» **Exercise requirements**
Whenever a line in the data below includes the string "StaticDependency", copy it out.

(Dataset entries)

<<<<

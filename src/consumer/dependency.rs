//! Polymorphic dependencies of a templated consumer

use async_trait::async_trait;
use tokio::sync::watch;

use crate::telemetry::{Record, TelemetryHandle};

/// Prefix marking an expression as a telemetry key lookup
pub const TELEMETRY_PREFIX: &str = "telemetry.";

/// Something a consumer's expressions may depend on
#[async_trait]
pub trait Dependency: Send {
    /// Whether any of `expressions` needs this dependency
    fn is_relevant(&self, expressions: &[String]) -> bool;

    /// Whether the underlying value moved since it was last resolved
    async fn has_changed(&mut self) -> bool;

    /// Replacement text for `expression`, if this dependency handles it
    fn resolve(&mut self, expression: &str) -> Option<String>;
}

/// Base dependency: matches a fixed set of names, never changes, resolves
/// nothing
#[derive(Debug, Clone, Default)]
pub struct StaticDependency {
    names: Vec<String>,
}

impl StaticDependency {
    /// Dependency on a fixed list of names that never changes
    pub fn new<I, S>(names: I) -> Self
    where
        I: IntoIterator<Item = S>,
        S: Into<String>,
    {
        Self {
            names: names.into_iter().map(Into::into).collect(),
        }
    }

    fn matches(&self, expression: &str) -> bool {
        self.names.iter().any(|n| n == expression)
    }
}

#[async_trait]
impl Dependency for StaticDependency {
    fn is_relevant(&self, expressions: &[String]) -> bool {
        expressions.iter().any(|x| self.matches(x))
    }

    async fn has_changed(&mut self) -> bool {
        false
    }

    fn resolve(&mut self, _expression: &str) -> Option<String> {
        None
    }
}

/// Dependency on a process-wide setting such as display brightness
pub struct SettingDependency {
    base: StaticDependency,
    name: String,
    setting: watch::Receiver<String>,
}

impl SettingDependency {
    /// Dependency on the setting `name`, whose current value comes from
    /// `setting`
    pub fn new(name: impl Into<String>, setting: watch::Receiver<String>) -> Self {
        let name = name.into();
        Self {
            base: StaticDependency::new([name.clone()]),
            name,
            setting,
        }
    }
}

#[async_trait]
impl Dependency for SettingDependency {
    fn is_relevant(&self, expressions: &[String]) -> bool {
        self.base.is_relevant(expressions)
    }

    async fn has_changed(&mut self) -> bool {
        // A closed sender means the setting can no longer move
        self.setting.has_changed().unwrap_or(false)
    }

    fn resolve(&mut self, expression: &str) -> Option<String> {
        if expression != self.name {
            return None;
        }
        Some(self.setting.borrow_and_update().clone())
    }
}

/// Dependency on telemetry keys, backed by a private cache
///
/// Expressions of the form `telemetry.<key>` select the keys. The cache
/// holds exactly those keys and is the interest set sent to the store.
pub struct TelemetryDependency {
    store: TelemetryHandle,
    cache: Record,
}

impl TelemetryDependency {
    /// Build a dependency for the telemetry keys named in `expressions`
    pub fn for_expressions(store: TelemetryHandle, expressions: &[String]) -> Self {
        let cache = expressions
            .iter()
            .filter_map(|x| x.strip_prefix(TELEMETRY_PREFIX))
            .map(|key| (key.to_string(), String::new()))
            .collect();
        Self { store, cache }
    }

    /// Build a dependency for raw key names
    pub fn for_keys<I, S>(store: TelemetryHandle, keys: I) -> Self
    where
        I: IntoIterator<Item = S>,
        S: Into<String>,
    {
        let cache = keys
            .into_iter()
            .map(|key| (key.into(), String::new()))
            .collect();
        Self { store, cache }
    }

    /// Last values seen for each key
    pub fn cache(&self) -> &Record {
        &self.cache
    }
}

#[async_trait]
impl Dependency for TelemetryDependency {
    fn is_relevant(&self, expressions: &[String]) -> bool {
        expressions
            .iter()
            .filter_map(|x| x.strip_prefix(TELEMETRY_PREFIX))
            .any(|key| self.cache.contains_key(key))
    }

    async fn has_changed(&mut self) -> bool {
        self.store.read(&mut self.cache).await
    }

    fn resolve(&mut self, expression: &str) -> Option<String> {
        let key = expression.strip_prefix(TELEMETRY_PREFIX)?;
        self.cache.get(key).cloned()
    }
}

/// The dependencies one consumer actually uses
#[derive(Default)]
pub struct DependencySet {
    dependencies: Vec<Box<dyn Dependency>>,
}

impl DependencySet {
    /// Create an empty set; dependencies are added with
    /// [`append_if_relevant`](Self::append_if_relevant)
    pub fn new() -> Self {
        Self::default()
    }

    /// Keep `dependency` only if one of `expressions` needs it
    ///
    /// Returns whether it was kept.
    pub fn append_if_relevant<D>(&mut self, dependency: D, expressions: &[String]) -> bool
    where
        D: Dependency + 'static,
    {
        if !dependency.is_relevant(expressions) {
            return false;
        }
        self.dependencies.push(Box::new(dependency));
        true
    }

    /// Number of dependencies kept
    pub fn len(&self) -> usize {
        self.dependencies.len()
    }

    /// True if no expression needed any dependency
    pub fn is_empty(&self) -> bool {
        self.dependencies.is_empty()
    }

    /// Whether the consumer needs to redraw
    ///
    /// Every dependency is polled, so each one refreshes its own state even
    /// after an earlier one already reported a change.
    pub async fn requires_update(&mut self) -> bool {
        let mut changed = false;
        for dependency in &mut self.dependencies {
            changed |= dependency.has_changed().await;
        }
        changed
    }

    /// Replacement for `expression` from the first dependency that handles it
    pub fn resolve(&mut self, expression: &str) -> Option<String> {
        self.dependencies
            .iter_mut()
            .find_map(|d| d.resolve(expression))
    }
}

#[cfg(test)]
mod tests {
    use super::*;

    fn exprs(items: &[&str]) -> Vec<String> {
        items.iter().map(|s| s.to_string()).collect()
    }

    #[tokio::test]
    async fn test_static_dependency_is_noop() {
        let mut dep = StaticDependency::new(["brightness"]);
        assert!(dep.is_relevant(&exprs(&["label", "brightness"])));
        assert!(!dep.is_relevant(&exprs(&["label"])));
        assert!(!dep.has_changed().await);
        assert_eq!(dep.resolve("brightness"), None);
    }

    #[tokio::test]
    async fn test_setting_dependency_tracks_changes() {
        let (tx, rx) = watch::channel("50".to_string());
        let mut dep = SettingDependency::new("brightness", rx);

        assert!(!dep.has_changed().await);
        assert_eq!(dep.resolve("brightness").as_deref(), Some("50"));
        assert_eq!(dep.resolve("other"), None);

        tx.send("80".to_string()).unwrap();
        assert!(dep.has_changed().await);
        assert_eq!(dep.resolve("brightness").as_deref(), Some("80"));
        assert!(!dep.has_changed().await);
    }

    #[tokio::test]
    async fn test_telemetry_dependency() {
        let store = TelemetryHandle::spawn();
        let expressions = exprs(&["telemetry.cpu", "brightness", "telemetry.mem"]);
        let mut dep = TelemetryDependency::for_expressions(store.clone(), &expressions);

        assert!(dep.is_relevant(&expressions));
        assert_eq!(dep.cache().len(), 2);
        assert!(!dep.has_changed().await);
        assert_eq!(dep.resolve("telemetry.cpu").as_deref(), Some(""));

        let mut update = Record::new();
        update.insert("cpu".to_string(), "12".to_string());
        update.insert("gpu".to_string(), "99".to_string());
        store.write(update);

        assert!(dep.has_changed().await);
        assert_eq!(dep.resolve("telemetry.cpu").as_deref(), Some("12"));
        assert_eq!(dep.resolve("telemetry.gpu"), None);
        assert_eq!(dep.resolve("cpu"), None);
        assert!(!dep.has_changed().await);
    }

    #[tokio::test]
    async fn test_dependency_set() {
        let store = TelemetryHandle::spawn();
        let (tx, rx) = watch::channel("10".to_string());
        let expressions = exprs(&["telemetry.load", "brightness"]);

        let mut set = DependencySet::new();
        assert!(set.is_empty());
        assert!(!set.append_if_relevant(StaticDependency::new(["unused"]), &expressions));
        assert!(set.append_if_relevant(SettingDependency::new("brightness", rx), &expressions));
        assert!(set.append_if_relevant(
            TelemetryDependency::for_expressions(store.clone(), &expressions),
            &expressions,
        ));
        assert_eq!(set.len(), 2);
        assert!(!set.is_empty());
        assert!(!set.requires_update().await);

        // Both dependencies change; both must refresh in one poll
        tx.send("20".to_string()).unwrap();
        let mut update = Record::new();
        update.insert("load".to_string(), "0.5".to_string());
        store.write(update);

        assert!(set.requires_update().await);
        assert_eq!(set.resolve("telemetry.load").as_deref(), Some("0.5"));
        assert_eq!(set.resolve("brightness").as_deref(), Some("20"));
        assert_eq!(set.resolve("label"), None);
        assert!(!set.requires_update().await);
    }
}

>>>>

» **Task solution**
pub struct StaticDependency {
impl StaticDependency {
impl Dependency for StaticDependency {
    base: StaticDependency,
            base: StaticDependency::new([name.clone()]),
        let mut dep = StaticDependency::new(["brightness"]);
        assert!(!set.append_if_relevant(StaticDependency::new(["unused"]), &expressions));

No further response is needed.